Records contained in a dataset:
※ ※ ※

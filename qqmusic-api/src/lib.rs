//! QQ Music API client library.
//!
//! Provides QR-code login and access to playlists, song URLs, lyrics, search,
//! album/MV detail and the user profile of the QQ Music web upstream.
//!
//! # Login
//!
//! A login is a QR code the user scans with the mobile app. The host shows
//! the code and polls until the attempt reaches a terminal state:
//!
//! ```no_run
//! use qqmusic_api::QqMusicClient;
//! use qqmusic_api::login::LoginPhase;
//!
//! let client = QqMusicClient::new().unwrap();
//! let state = client.start_login();
//! // show state.qr_payload to the user...
//! loop {
//!     let state = client.poll_login(&state.key).unwrap();
//!     if state.phase.is_terminal() {
//!         if let LoginPhase::Confirmed(session) = state.phase {
//!             println!("logged in as {:?}", session.uin());
//!         }
//!         break;
//!     }
//!     std::thread::sleep(std::time::Duration::from_secs(2));
//! }
//! ```
//!
//! The confirmed session is kept in the client's [`SessionStore`] and its
//! cookie is attached to later requests unless the caller passes one.
//!
//! # API mapping
//!
//! | Method                                | Upstream                                        | Description          |
//! |---------------------------------------|-------------------------------------------------|----------------------|
//! | [`QqMusicClient::start_login`]        | `ptqrshow`                                      | New QR login         |
//! | [`QqMusicClient::poll_login`]         | `ptqrlogin`                                     | QR login status      |
//! | [`QqMusicClient::playlist`]           | `fcg_ucc_getcdinfo_byids_cp` (`onlysong=0`)     | Playlist metadata    |
//! | [`QqMusicClient::playlist_detail`]    | same, then `onlysong=1`                         | Playlist with tracks |
//! | [`QqMusicClient::song_url`]           | musicu `GetVkey`, then `fcg_music_express_mobile3` | Playback URL     |
//! | [`QqMusicClient::lyric`]              | `fcg_query_lyric_new`                           | LRC lyrics           |
//! | [`QqMusicClient::search_songs`] etc.  | musicu `DoSearchForQQMusicDesktop`              | Search               |
//! | [`QqMusicClient::album_info`]         | musicu `GetAlbumDetail`                         | Album metadata       |
//! | [`QqMusicClient::mv_info`]            | musicu `get_video_info_batch`                   | MV metadata          |
//! | [`QqMusicClient::user_info`]          | `fcg_get_profile_homepage`                      | Current user profile |
//! | [`cover_url`]                         | (no request)                                    | Cover image URL      |
//!
//! Every upstream operation goes through the [`relay`], which tries the
//! operation's endpoints in order (see [`endpoint`]).

pub mod client;
pub mod config;
mod cover;
pub mod endpoint;
pub mod error;
pub mod login;
mod media;
mod playlist;
pub mod relay;
mod search;
pub mod session;
mod sign;
mod track;
pub mod types;
mod user;
mod wire;

pub use client::QqMusicClient;
pub use config::{BridgeConfig, ConfigOverrides, RelayConfig};
pub use cover::cover_url;
pub use error::{ErrorKind, QqMusicError, Result};
pub use login::{LoginPhase, QrLoginState, QrPayload};
pub use search::PAGE_SIZE;
pub use session::{Session, SessionStore};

※ ※ ※

TASK ITEM: Return the data above in full, keeping each line exactly as it stands.

WRITTEN ANSWER:
filename qqmusic-api/src/lib.rs
//! QQ Music API client library.
//!
//! Provides QR-code login and access to playlists, song URLs, lyrics, search,
//! album/MV detail and the user profile of the QQ Music web upstream.
//!
//! # Login
//!
//! A login is a QR code the user scans with the mobile app. The host shows
//! the code and polls until the attempt reaches a terminal state:
//!
//! ```no_run
//! use qqmusic_api::QqMusicClient;
//! use qqmusic_api::login::LoginPhase;
//!
//! let client = QqMusicClient::new().unwrap();
//! let state = client.start_login();
//! // show state.qr_payload to the user...
//! loop {
//!     let state = client.poll_login(&state.key).unwrap();
//!     if state.phase.is_terminal() {
//!         if let LoginPhase::Confirmed(session) = state.phase {
//!             println!("logged in as {:?}", session.uin());
//!         }
//!         break;
//!     }
//!     std::thread::sleep(std::time::Duration::from_secs(2));
//! }
//! ```
//!
//! The confirmed session is kept in the client's [`SessionStore`] and its
//! cookie is attached to later requests unless the caller passes one.
//!
//! # API mapping
//!
//! | Method                                | Upstream                                        | Description          |
//! |---------------------------------------|-------------------------------------------------|----------------------|
//! | [`QqMusicClient::start_login`]        | `ptqrshow`                                      | New QR login         |
//! | [`QqMusicClient::poll_login`]         | `ptqrlogin`                                     | QR login status      |
//! | [`QqMusicClient::playlist`]           | `fcg_ucc_getcdinfo_byids_cp` (`onlysong=0`)     | Playlist metadata    |
//! | [`QqMusicClient::playlist_detail`]    | same, then `onlysong=1`                         | Playlist with tracks |
//! | [`QqMusicClient::song_url`]           | musicu `GetVkey`, then `fcg_music_express_mobile3` | Playback URL     |
//! | [`QqMusicClient::lyric`]              | `fcg_query_lyric_new`                           | LRC lyrics           |
//! | [`QqMusicClient::search_songs`] etc.  | musicu `DoSearchForQQMusicDesktop`              | Search               |
//! | [`QqMusicClient::album_info`]         | musicu `GetAlbumDetail`                         | Album metadata       |
//! | [`QqMusicClient::mv_info`]            | musicu `get_video_info_batch`                   | MV metadata          |
//! | [`QqMusicClient::user_info`]          | `fcg_get_profile_homepage`                      | Current user profile |
//! | [`cover_url`]                         | (no request)                                    | Cover image URL      |
//!
//! Every upstream operation goes through the [`relay`], which tries the
//! operation's endpoints in order (see [`endpoint`]).

pub mod client;
pub mod config;
mod cover;
pub mod endpoint;
pub mod error;
pub mod login;
mod media;
mod playlist;
pub mod relay;
mod search;
pub mod session;
mod sign;
mod track;
pub mod types;
mod user;
mod wire;

pub use client::QqMusicClient;
pub use config::{BridgeConfig, ConfigOverrides, RelayConfig};
pub use cover::cover_url;
pub use error::{ErrorKind, QqMusicError, Result};
pub use login::{LoginPhase, QrLoginState, QrPayload};
pub use search::PAGE_SIZE;
pub use session::{Session, SessionStore};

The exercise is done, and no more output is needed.